Tucked into the steep tree-covered hills near Potenza in Southern Italy, lies the small, highly efficient Lopardo quarry. Output from the quarry is 150,000 m3/year and the current site has around five years worth of production left.
However, the Lopardo family has already started the applications process for a new site nearby. The stone from the quarry is used for an array of applications, with much of the production going into the road construction market. Though they have been using Indeco breakers since 1991 for secondary winning, it is only in the last two to three years that the firm has switched from drilling and blasting to using Indeco breakers for primary winning.
There were several reasons for this switch. Increases in explosives prices meant that blasting no longer had any cost benefits, while increasingly tough restrictions due to security and environmental requirements meant that it was becoming too complex to organise. As the firm had plenty of good experience using hammers for secondary breaking, it had become apparent that it would be far easier to start using them for primary winning as well. There have been knock-on benefits too. Switching to primary winning with breakers delivers better quality aggregates containing fewer micro-cracks. And there are environmental benefits too, with reductions in noise, vibration and the risk of fly-rock.
In fact, hydraulic breakers have been used in other European quarries for primary winning for at least 15 years, this has generally been due to environmental factors such as when a site is close to housing. But, as the Lopardo quarry is showing, primary winning with the latest generation of more reliable breakers is now an economically favourable option too that also helps reduce the bureaucracy involved with blasting. Despite the abrasive stone, these breakers have proven reliable in the conditions, achieving good productivity and utilisation.

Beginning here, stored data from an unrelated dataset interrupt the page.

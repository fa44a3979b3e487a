//! Transport selection and TLS policy.

use serde::{Deserialize, Serialize};

use crate::core::{DEFAULT_TCP_PORT, DEFAULT_TLS_PORT, DEFAULT_UDP_PORT};

/// Modern AEAD suites with forward secrecy (TLS 1.2 names; TLS 1.3 suites
/// use library defaults).
pub const MODERN_CIPHERS: &str = "ECDHE-ECDSA-AES128-GCM-SHA256:ECDHE-RSA-AES128-GCM-SHA256:\
ECDHE-ECDSA-AES256-GCM-SHA384:ECDHE-RSA-AES256-GCM-SHA384:\
ECDHE-ECDSA-CHACHA20-POLY1305:ECDHE-RSA-CHACHA20-POLY1305";

/// Older suites appended by the legacy profile, as negotiated by TAK server
/// releases running on Java 7/8 era stacks.
pub const LEGACY_CIPHERS: &[&str] = &[
    "ECDHE-RSA-AES128-SHA256",
    "ECDHE-RSA-AES256-SHA384",
    "ECDHE-RSA-AES128-SHA",
    "ECDHE-RSA-AES256-SHA",
    "DHE-RSA-AES128-SHA",
    "DHE-RSA-AES256-SHA",
    "AES128-GCM-SHA256",
    "AES256-GCM-SHA384",
    "AES128-SHA256",
    "AES256-SHA256",
    "AES128-SHA",
    "AES256-SHA",
    "DES-CBC3-SHA",
];

/// Underlying transport of a session.
#[derive(Debug, Clone, Copy, PartialEq, Eq, Hash, Default, Serialize, Deserialize)]
#[serde(rename_all = "lowercase")]
pub enum TransportKind {
    /// Plain TCP stream.
    #[default]
    Tcp,
    /// UDP datagrams.
    Udp,
    /// TLS over TCP.
    Tls,
}

impl TransportKind {
    /// Conventional TAK port for this transport.
    pub fn default_port(self) -> u16 {
        match self {
            TransportKind::Tcp => DEFAULT_TCP_PORT,
            TransportKind::Udp => DEFAULT_UDP_PORT,
            TransportKind::Tls => DEFAULT_TLS_PORT,
        }
    }

    /// Whether the transport is a byte stream (needs reassembly across reads).
    pub fn is_stream(self) -> bool {
        !matches!(self, TransportKind::Udp)
    }
}

/// Protocol version bound.
#[derive(Debug, Clone, Copy, PartialEq, Eq, PartialOrd, Ord, Hash, Serialize, Deserialize)]
pub enum TlsVersion {
    /// TLS 1.0
    #[serde(rename = "1.0")]
    Tls10,
    /// TLS 1.1
    #[serde(rename = "1.1")]
    Tls11,
    /// TLS 1.2
    #[serde(rename = "1.2")]
    Tls12,
    /// TLS 1.3
    #[serde(rename = "1.3")]
    Tls13,
}

/// Named policy profile.
#[derive(Debug, Clone, Copy, PartialEq, Eq, Hash, Default, Serialize, Deserialize)]
#[serde(rename_all = "lowercase")]
pub enum TlsProfile {
    /// TLS 1.2 minimum, modern suites only.
    #[default]
    Strict,
    /// TLS 1.0 minimum, [`LEGACY_CIPHERS`] appended.
    Legacy,
}

/// TLS negotiation policy for one peer.
///
/// Server certificate verification is off unless
/// `accept_any_server_certificate` is cleared: TAK deployments commonly run
/// self-signed servers. With verification on, `pinned_ca_pem` is added to
/// the trust store and the host name is checked.
///
/// In configuration a policy is either a profile name (`"strict"`,
/// `"legacy"`) or a table overriding individual fields of a profile.
#[derive(Debug, Clone, PartialEq, Eq, Serialize, Deserialize)]
#[serde(from = "PolicyRepr")]
pub struct TlsPolicy {
    /// Profile the policy was derived from.
    pub profile: TlsProfile,
    /// Lowest version offered.
    pub min_version: TlsVersion,
    /// Highest version offered; library maximum when `None`.
    #[serde(skip_serializing_if = "Option::is_none")]
    pub max_version: Option<TlsVersion>,
    /// Base cipher list (OpenSSL syntax).
    pub ciphers: String,
    /// Suites appended after `ciphers`.
    pub extra_ciphers: Vec<String>,
    /// Skip server certificate and host name verification.
    pub accept_any_server_certificate: bool,
    /// PEM CA certificate(s) to trust in addition to system roots.
    #[serde(skip_serializing_if = "Option::is_none")]
    pub pinned_ca_pem: Option<String>,
}

impl Default for TlsPolicy {
    fn default() -> Self {
        Self::strict()
    }
}

impl TlsPolicy {
    /// Minimum TLS 1.2, modern cipher suites only.
    pub fn strict() -> Self {
        Self {
            profile: TlsProfile::Strict,
            min_version: TlsVersion::Tls12,
            max_version: None,
            ciphers: MODERN_CIPHERS.to_string(),
            extra_ciphers: Vec::new(),
            accept_any_server_certificate: true,
            pinned_ca_pem: None,
        }
    }

    /// Minimum TLS 1.0 with [`LEGACY_CIPHERS`] appended.
    pub fn legacy() -> Self {
        Self {
            profile: TlsProfile::Legacy,
            min_version: TlsVersion::Tls10,
            extra_ciphers: LEGACY_CIPHERS.iter().map(|c| c.to_string()).collect(),
            ..Self::strict()
        }
    }

    /// Policy for a named profile.
    pub fn from_profile(profile: TlsProfile) -> Self {
        match profile {
            TlsProfile::Strict => Self::strict(),
            TlsProfile::Legacy => Self::legacy(),
        }
    }

    /// Require a valid server certificate chain rooted in `ca_pem` (or the
    /// system roots when `None`).
    pub fn verify_server(mut self, ca_pem: Option<String>) -> Self {
        self.accept_any_server_certificate = false;
        self.pinned_ca_pem = ca_pem;
        self
    }

    /// Full OpenSSL cipher string.
    ///
    /// Below TLS 1.2 the security level is lowered to 0, otherwise OpenSSL 3
    /// refuses SHA-1 based handshakes outright.
    pub fn cipher_string(&self) -> String {
        let mut parts: Vec<&str> = vec![self.ciphers.as_str()];
        parts.extend(self.extra_ciphers.iter().map(String::as_str));
        if self.min_version < TlsVersion::Tls12 {
            parts.push("@SECLEVEL=0");
        }
        parts.retain(|p| !p.is_empty());
        parts.join(":")
    }
}

#[derive(Deserialize)]
#[serde(untagged)]
enum PolicyRepr {
    Profile(TlsProfile),
    Explicit(ExplicitPolicy),
}

#[derive(Default, Deserialize)]
#[serde(default)]
struct ExplicitPolicy {
    profile: Option<TlsProfile>,
    min_version: Option<TlsVersion>,
    max_version: Option<TlsVersion>,
    ciphers: Option<String>,
    extra_ciphers: Option<Vec<String>>,
    accept_any_server_certificate: Option<bool>,
    pinned_ca_pem: Option<String>,
}

impl From<PolicyRepr> for TlsPolicy {
    fn from(repr: PolicyRepr) -> Self {
        let explicit = match repr {
            PolicyRepr::Profile(profile) => return Self::from_profile(profile),
            PolicyRepr::Explicit(explicit) => explicit,
        };
        let mut policy = Self::from_profile(explicit.profile.unwrap_or_default());
        if let Some(v) = explicit.min_version {
            policy.min_version = v;
        }
        if explicit.max_version.is_some() {
            policy.max_version = explicit.max_version;
        }
        if let Some(c) = explicit.ciphers {
            policy.ciphers = c;
        }
        if let Some(extra) = explicit.extra_ciphers {
            policy.extra_ciphers = extra;
        }
        if let Some(any) = explicit.accept_any_server_certificate {
            policy.accept_any_server_certificate = any;
        }
        if explicit.pinned_ca_pem.is_some() {
            policy.pinned_ca_pem = explicit.pinned_ca_pem;
        }
        policy
    }
}

#[cfg(test)]
mod tests {
    use super::*;

    #[derive(Debug, Deserialize, Serialize)]
    struct Holder {
        tls: TlsPolicy,
    }

    #[test]
    fn test_profiles() {
        let strict = TlsPolicy::strict();
        assert_eq!(strict.min_version, TlsVersion::Tls12);
        assert!(strict.extra_ciphers.is_empty());
        assert!(!strict.cipher_string().contains("SECLEVEL"));

        let legacy = TlsPolicy::legacy();
        assert_eq!(legacy.min_version, TlsVersion::Tls10);
        let ciphers = legacy.cipher_string();
        assert!(ciphers.starts_with(MODERN_CIPHERS));
        assert!(ciphers.contains(":AES128-SHA:"));
        assert!(ciphers.ends_with("@SECLEVEL=0"));
    }

    #[test]
    fn test_kind_ports() {
        assert_eq!(TransportKind::Tls.default_port(), 8089);
        assert_eq!(TransportKind::Tcp.default_port(), 8087);
        assert!(!TransportKind::Udp.is_stream());
    }

    #[test]
    fn test_policy_from_profile_name() {
        let h: Holder = toml::from_str(r#"tls = "legacy""#).unwrap();
        assert_eq!(h.tls, TlsPolicy::legacy());
    }

    #[test]
    fn test_policy_overrides() {
        let h: Holder = toml::from_str(
            r#"
            [tls]
            profile = "legacy"
            min_version = "1.1"
            accept_any_server_certificate = false
            "#,
        )
        .unwrap();
        assert_eq!(h.tls.profile, TlsProfile::Legacy);
        assert_eq!(h.tls.min_version, TlsVersion::Tls11);
        assert!(!h.tls.accept_any_server_certificate);
        assert_eq!(h.tls.extra_ciphers.len(), LEGACY_CIPHERS.len());
    }

    #[test]
    fn test_policy_serializes_back() {
        let original = Holder {
            tls: TlsPolicy::legacy().verify_server(Some("PEM".into())),
        };
        let text = toml::to_string(&original).unwrap();
        let back: Holder = toml::from_str(&text).unwrap();
        assert_eq!(back.tls, original.tls);
    }
}
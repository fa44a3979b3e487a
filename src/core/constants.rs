//! Protocol and runtime constants.
//!
//! Wire-level values are fixed by the CoT event schema and by what deployed
//! TAK servers expect. Runtime defaults may be overridden through configuration.

use std::time::Duration;

// =============================================================================
// WIRE FORMAT
// =============================================================================

/// CoT schema version written on every envelope.
pub const COT_VERSION: &str = "2.0";

/// XML declaration prefixed to every encoded message.
pub const XML_DECLARATION: &str = r#"<?xml version="1.0" encoding="UTF-8" standalone="yes"?>"#;

/// Start marker of the envelope root element.
pub const EVENT_START_MARKER: &[u8] = b"<event";

/// End marker of the envelope root element.
pub const EVENT_END_MARKER: &[u8] = b"</event>";

/// Start marker of an XML declaration.
pub const XML_DECL_MARKER: &[u8] = b"<?xml";

/// Default `how` attribute for machine-generated events.
pub const HOW_MACHINE_GPS: &str = "m-g";

/// `how` attribute for human-entered events.
pub const HOW_HUMAN: &str = "h-g-i-g-o";

/// Sentinel for unknown circular/linear error and height.
pub const UNKNOWN_ERROR: f64 = 9_999_999.0;

/// Type tag of the TAK keepalive ping.
pub const PING_TYPE: &str = "t-x-c-t";

/// Default chat room name used by TAK clients for broadcast chat.
pub const ALL_CHAT_ROOMS: &str = "All Chat Rooms";

// =============================================================================
// PORTS
// =============================================================================

/// Default plaintext streaming port.
pub const DEFAULT_TCP_PORT: u16 = 8087;

/// Default TLS streaming port.
pub const DEFAULT_TLS_PORT: u16 = 8089;

/// Default UDP input port.
pub const DEFAULT_UDP_PORT: u16 = 8087;

// =============================================================================
// FRAMING
// =============================================================================

/// Typical encoded event size.
pub const TYPICAL_MESSAGE_SIZE: usize = 1024;

/// Buffered bytes without a complete message before a warning is logged.
pub const BUFFER_HIGH_WATER: usize = TYPICAL_MESSAGE_SIZE * 100;

/// Buffered bytes without a complete message before the buffer is cleared.
pub const BUFFER_CRITICAL: usize = TYPICAL_MESSAGE_SIZE * 1024;

/// Size of each socket read.
pub const READ_CHUNK_SIZE: usize = 64 * 1024;

/// Capacity of the bounded channel between a session reader and its reassembler.
pub const INBOUND_CHANNEL_CAPACITY: usize = 64;

// =============================================================================
// TIMING
// =============================================================================

/// Default stale offset applied by event builders.
pub const DEFAULT_STALE: Duration = Duration::from_secs(120);

/// Default connect timeout.
pub const CONNECT_TIMEOUT: Duration = Duration::from_secs(10);

/// Default bound on writing one message.
pub const SEND_TIMEOUT: Duration = Duration::from_secs(10);

/// Default keepalive ping interval.
pub const KEEPALIVE_INTERVAL: Duration = Duration::from_secs(15);

/// Initial reconnect delay.
pub const INITIAL_RECONNECT_DELAY: Duration = Duration::from_secs(1);

/// Maximum reconnect delay.
pub const MAX_RECONNECT_DELAY: Duration = Duration::from_secs(60);

/// Reconnect backoff multiplier.
pub const RECONNECT_BACKOFF: u32 = 2;

// =============================================================================
// QUEUE AND ROUTING
// =============================================================================

/// Maximum delivery attempts for a queued message.
pub const MAX_DELIVERY_ATTEMPTS: u32 = 5;

/// Interval between retry passes.
pub const RETRY_INTERVAL: Duration = Duration::from_secs(5);

/// Maximum number of queued outbound messages.
pub const MAX_QUEUE_ENTRIES: usize = 1000;

/// Per-category subscriber channel capacity.
pub const SUBSCRIBER_CAPACITY: usize = 256;
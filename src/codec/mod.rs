//! CoT codec.
//!
//! Converts between one complete wire message (as produced by
//! [`crate::framing::Reassembler`]) and an [`Event`]. Encoding is the exact
//! inverse of decoding for every known family:
//! `decode(encode(e)) == e` for any event built through [`EventBuilder`].

mod decode;
pub mod detail;
mod encode;
mod event;
pub mod time;
mod xml;

pub use decode::decode;
pub use detail::{
    type_matches, Category, ChatDetail, Contact, Detail, EmergencyDetail, EmergencyKind, Group,
    Link, PositionDetail, Status, Takv, Track, UnknownDetail, WaypointDetail,
};
pub use encode::encode;
pub use event::{Affiliation, Event, EventBuilder, Point};
pub use xml::{escape, Tag, XmlWriter};
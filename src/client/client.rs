//! The assembled client.

use std::sync::Arc;

use serde::Serialize;
use tokio::sync::Mutex;
use tracing::{debug, info};

use crate::codec::{encode, Category, Event};
use crate::core::{ConfigError, QueueError};
use crate::federation::{BroadcastReport, FederationManager, PeerConfig, PeerId, PeerStatus};
use crate::queue::{DeliveryReceipt, EntryId, OutboundQueue, QueueStats, RetryWorker};
use crate::router::{EventRouter, FilterId, FilterRule, RouterStats, Subscription};

/// What happened to a message handed to [`CotClient::send`].
#[derive(Debug)]
pub enum SendOutcome {
    /// Reached at least one peer immediately.
    Delivered(BroadcastReport),
    /// No peer was reachable; the message waits in the outbound queue.
    Queued {
        /// Queue entry.
        entry: EntryId,
        /// Resolves when the entry completes or fails permanently.
        receipt: DeliveryReceipt,
    },
}

impl SendOutcome {
    /// Whether the message went out immediately.
    pub fn is_delivered(&self) -> bool {
        matches!(self, SendOutcome::Delivered(_))
    }
}

/// Combined counters.
#[derive(Debug, Clone, Serialize)]
pub struct ClientStats {
    /// Router counters.
    pub router: RouterStats,
    /// Queue counters.
    pub queue: QueueStats,
    /// Per-peer state and counters.
    pub peers: Vec<PeerStatus>,
}

/// Cursor-on-Target client: federation, routing and the outbound queue
/// behind one handle.
///
/// Build with [`CotClientBuilder`](super::CotClientBuilder). Feature code
/// subscribes to categories and sends [`Event`]s; it never sees sockets.
///
/// # Example
///
/// ```no_run
/// use cot_protocol::prelude::*;
///
/// # async fn run() -> Result<(), Box<dyn std::error::Error>> {
/// let client = CotClientBuilder::new()
///     .local_uid("ANDROID-ops-1")
///     .peer(PeerConfig::new("tak", "tak.example.org", TransportKind::Tls))
///     .build()
///     .await?;
///
/// let mut chat = client.subscribe(Category::Chat);
/// client
///     .send(&Event::chat(ChatDetail::broadcast("ANDROID-ops-1", "OPS", "on station")).build()?)
///     .await?;
///
/// while let Some(routed) = chat.recv().await {
///     println!("{:?} from {:?}", routed.event.detail(), routed.source);
/// }
/// # Ok(())
/// # }
/// ```
pub struct CotClient {
    pub(super) local_uid: String,
    pub(super) router: Arc<EventRouter>,
    pub(super) federation: Arc<FederationManager>,
    pub(super) queue: Arc<OutboundQueue>,
    pub(super) worker: Mutex<Option<RetryWorker>>,
}

impl std::fmt::Debug for CotClient {
    fn fmt(&self, f: &mut std::fmt::Formatter<'_>) -> std::fmt::Result {
        f.debug_struct("CotClient")
            .field("local_uid", &self.local_uid)
            .field("queue", &self.queue)
            .finish_non_exhaustive()
    }
}

impl CotClient {
    /// Uid this client reports as.
    pub fn local_uid(&self) -> &str {
        &self.local_uid
    }

    /// Router, for direct access.
    pub fn router(&self) -> &Arc<EventRouter> {
        &self.router
    }

    /// Federation manager, for direct access.
    pub fn federation(&self) -> &Arc<FederationManager> {
        &self.federation
    }

    /// Outbound queue, for direct access.
    pub fn queue(&self) -> &Arc<OutboundQueue> {
        &self.queue
    }

    /// Start connecting to another peer.
    pub async fn add_peer(&self, config: PeerConfig) -> Result<PeerId, ConfigError> {
        self.federation.add_peer(config).await
    }

    /// Disconnect and forget a peer.
    pub async fn remove_peer(&self, id: PeerId) -> bool {
        self.federation.remove_peer(id).await
    }

    /// State and counters of every peer.
    pub async fn peer_status(&self) -> Vec<PeerStatus> {
        self.federation.peer_status().await
    }

    /// Receive events of one category.
    pub fn subscribe(&self, category: Category) -> Subscription {
        self.router.subscribe(category)
    }

    /// Append a filter rule.
    pub fn add_filter(&self, rule: FilterRule) -> FilterId {
        self.router.add_filter(rule)
    }

    /// Remove a filter rule.
    pub fn remove_filter(&self, id: FilterId) -> bool {
        self.router.remove_filter(id)
    }

    /// Broadcast to every connected peer; queue for retry when none is
    /// connected.
    pub async fn send(&self, event: &Event) -> Result<SendOutcome, QueueError> {
        let payload = encode(event);
        let report = self.federation.broadcast_bytes(&payload).await;
        if report.is_delivered() {
            return Ok(SendOutcome::Delivered(report));
        }

        let (entry, receipt) = self.queue.enqueue(payload)?;
        debug!(uid = event.uid(), %entry, "no peer reachable, message queued");
        Ok(SendOutcome::Queued { entry, receipt })
    }

    /// Queue for at-least-once delivery and attempt it now.
    pub fn send_reliable(&self, event: &Event) -> Result<DeliveryReceipt, QueueError> {
        let (_, receipt) = self.queue.enqueue(encode(event))?;
        self.queue.wake();
        Ok(receipt)
    }

    /// Combined counters.
    pub async fn stats(&self) -> ClientStats {
        ClientStats {
            router: self.router.stats(),
            queue: self.queue.stats(),
            peers: self.federation.peer_status().await,
        }
    }

    /// Stop retrying, disconnect every peer and fail what is still queued.
    pub async fn shutdown(&self) {
        if let Some(worker) = self.worker.lock().await.take() {
            worker.stop().await;
        }
        self.federation.shutdown().await;
        self.queue.close();
        info!(uid = %self.local_uid, "client shut down");
    }
}
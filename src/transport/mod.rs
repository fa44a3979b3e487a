//! Transport layer.
//!
//! One [`TransportSession`] per peer, carrying raw bytes over TCP, UDP or
//! TLS-wrapped TCP. The session knows nothing about message boundaries; its
//! [`Inbound`] chunks are handed to a [`crate::framing::Reassembler`] by the
//! owner of the [`Ready`] channel.
//!
//! ```text
//! ┌──────────────────────────────┐
//! │   Federation (supervisor)    │
//! ├──────────────────────────────┤
//! │   TransportSession           │  ← this module
//! │   state, counters, policy    │
//! ├──────────────┬───────────────┤
//! │  TCP / UDP   │  TLS (openssl)│
//! └──────────────┴───────────────┘
//! ```

mod policy;
mod session;
mod socket;
#[cfg(feature = "tls")]
mod tls;

pub use policy::{TlsPolicy, TlsProfile, TlsVersion, TransportKind, LEGACY_CIPHERS, MODERN_CIPHERS};
pub use session::{
    CounterSnapshot, Ready, SessionConfig, SessionCounters, SessionEvent, SessionId, SessionState,
    TransportSession,
};
pub use socket::Inbound;
//! Composition root.
//!
//! [`CotClient`] owns the router, the federation manager and the outbound
//! queue, and is passed by handle to feature code.

mod builder;
#[allow(clippy::module_inception)]
mod client;

pub use builder::CotClientBuilder;
pub use client::{ClientStats, CotClient, SendOutcome};
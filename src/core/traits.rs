//! Collaborator interfaces.
//!
//! The transport never reads certificates from disk or a keychain itself.
//! An [`IdentityStore`] hands it the material by name.

use std::collections::HashMap;
use std::fmt;
use std::sync::RwLock;

use super::error::IdentityError;

/// Client certificate material presented during a TLS handshake.
#[derive(Clone, PartialEq, Eq)]
pub enum ClientIdentity {
    /// PEM certificate chain (leaf first) and PEM private key.
    Pem {
        /// Leaf certificate followed by intermediates.
        certificate_chain: Vec<u8>,
        /// PKCS#8 or traditional private key.
        private_key: Vec<u8>,
    },
    /// DER-encoded PKCS#12 bundle, as issued by TAK servers.
    Pkcs12 {
        /// Bundle bytes.
        der: Vec<u8>,
        /// Bundle password.
        password: String,
    },
}

impl fmt::Debug for ClientIdentity {
    fn fmt(&self, f: &mut fmt::Formatter<'_>) -> fmt::Result {
        // Never print key material.
        match self {
            ClientIdentity::Pem {
                certificate_chain, ..
            } => f
                .debug_struct("Pem")
                .field("certificate_chain_len", &certificate_chain.len())
                .finish_non_exhaustive(),
            ClientIdentity::Pkcs12 { der, .. } => f
                .debug_struct("Pkcs12")
                .field("der_len", &der.len())
                .finish_non_exhaustive(),
        }
    }
}

/// Secure storage collaborator.
///
/// Implementations typically wrap a platform keychain. Lookups happen on the
/// peer supervisor task before each connect attempt.
pub trait IdentityStore: Send + Sync + 'static {
    /// Load the identity registered under `name`.
    fn load_identity(&self, name: &str) -> Result<ClientIdentity, IdentityError>;

    /// PEM CA certificate to trust for peers using identity `name`.
    ///
    /// Returns `None` when no trust override is configured.
    fn trusted_ca(&self, name: &str) -> Option<Vec<u8>> {
        let _ = name;
        None
    }
}

/// In-memory identity store.
#[derive(Debug, Default)]
pub struct MemoryIdentityStore {
    identities: RwLock<HashMap<String, ClientIdentity>>,
    trust: RwLock<HashMap<String, Vec<u8>>>,
}

impl MemoryIdentityStore {
    /// Create an empty store.
    pub fn new() -> Self {
        Self::default()
    }

    /// Register an identity under `name`, replacing any previous one.
    pub fn insert(&self, name: impl Into<String>, identity: ClientIdentity) {
        if let Ok(mut map) = self.identities.write() {
            map.insert(name.into(), identity);
        }
    }

    /// Register a trusted CA for identity `name`.
    pub fn insert_trusted_ca(&self, name: impl Into<String>, ca_pem: Vec<u8>) {
        if let Ok(mut map) = self.trust.write() {
            map.insert(name.into(), ca_pem);
        }
    }
}

impl IdentityStore for MemoryIdentityStore {
    fn load_identity(&self, name: &str) -> Result<ClientIdentity, IdentityError> {
        self.identities
            .read()
            .map_err(|_| IdentityError::Invalid("identity store poisoned".into()))?
            .get(name)
            .cloned()
            .ok_or_else(|| IdentityError::NotFound(name.to_string()))
    }

    fn trusted_ca(&self, name: &str) -> Option<Vec<u8>> {
        self.trust.read().ok()?.get(name).cloned()
    }
}

#[cfg(test)]
mod tests {
    use super::*;

    #[test]
    fn test_memory_store_lookup() {
        let store = MemoryIdentityStore::new();
        store.insert(
            "ops",
            ClientIdentity::Pkcs12 {
                der: vec![1, 2, 3],
                password: "atakatak".into(),
            },
        );

        assert!(store.load_identity("ops").is_ok());
        assert_eq!(
            store.load_identity("missing"),
            Err(IdentityError::NotFound("missing".into()))
        );
        assert_eq!(store.trusted_ca("ops"), None);

        store.insert_trusted_ca("ops", b"-----BEGIN CERTIFICATE-----".to_vec());
        assert!(store.trusted_ca("ops").is_some());
    }

    #[test]
    fn test_identity_debug_hides_secrets() {
        let id = ClientIdentity::Pkcs12 {
            der: vec![0; 4],
            password: "secret".into(),
        };
        let printed = format!("{:?}", id);
        assert!(!printed.contains("secret"));
        assert!(printed.contains("der_len"));
    }
}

The huge Indeco HP 9000 (mounted on a 45 tonne class Fiat-Hitachi FH450-3 excavator) has now clocked 3,000 hours, while the newer of the Indeco HP 5000 has reached 4,000 hours. Although the 9000 is not a low noise unit, the sound levels it produces are considerably lower than for earlier-generation units of this size.
Indeco‘s marketing manager, Michele Vitulano, explains that this has been achieved by putting special polyurethane seals at the base of the hammer unit, which reduce internal vibration around the cylinder area and have the added benefit of extending component wear life. This update has been so successful that it is now a standard feature on all the larger Indeco breakers.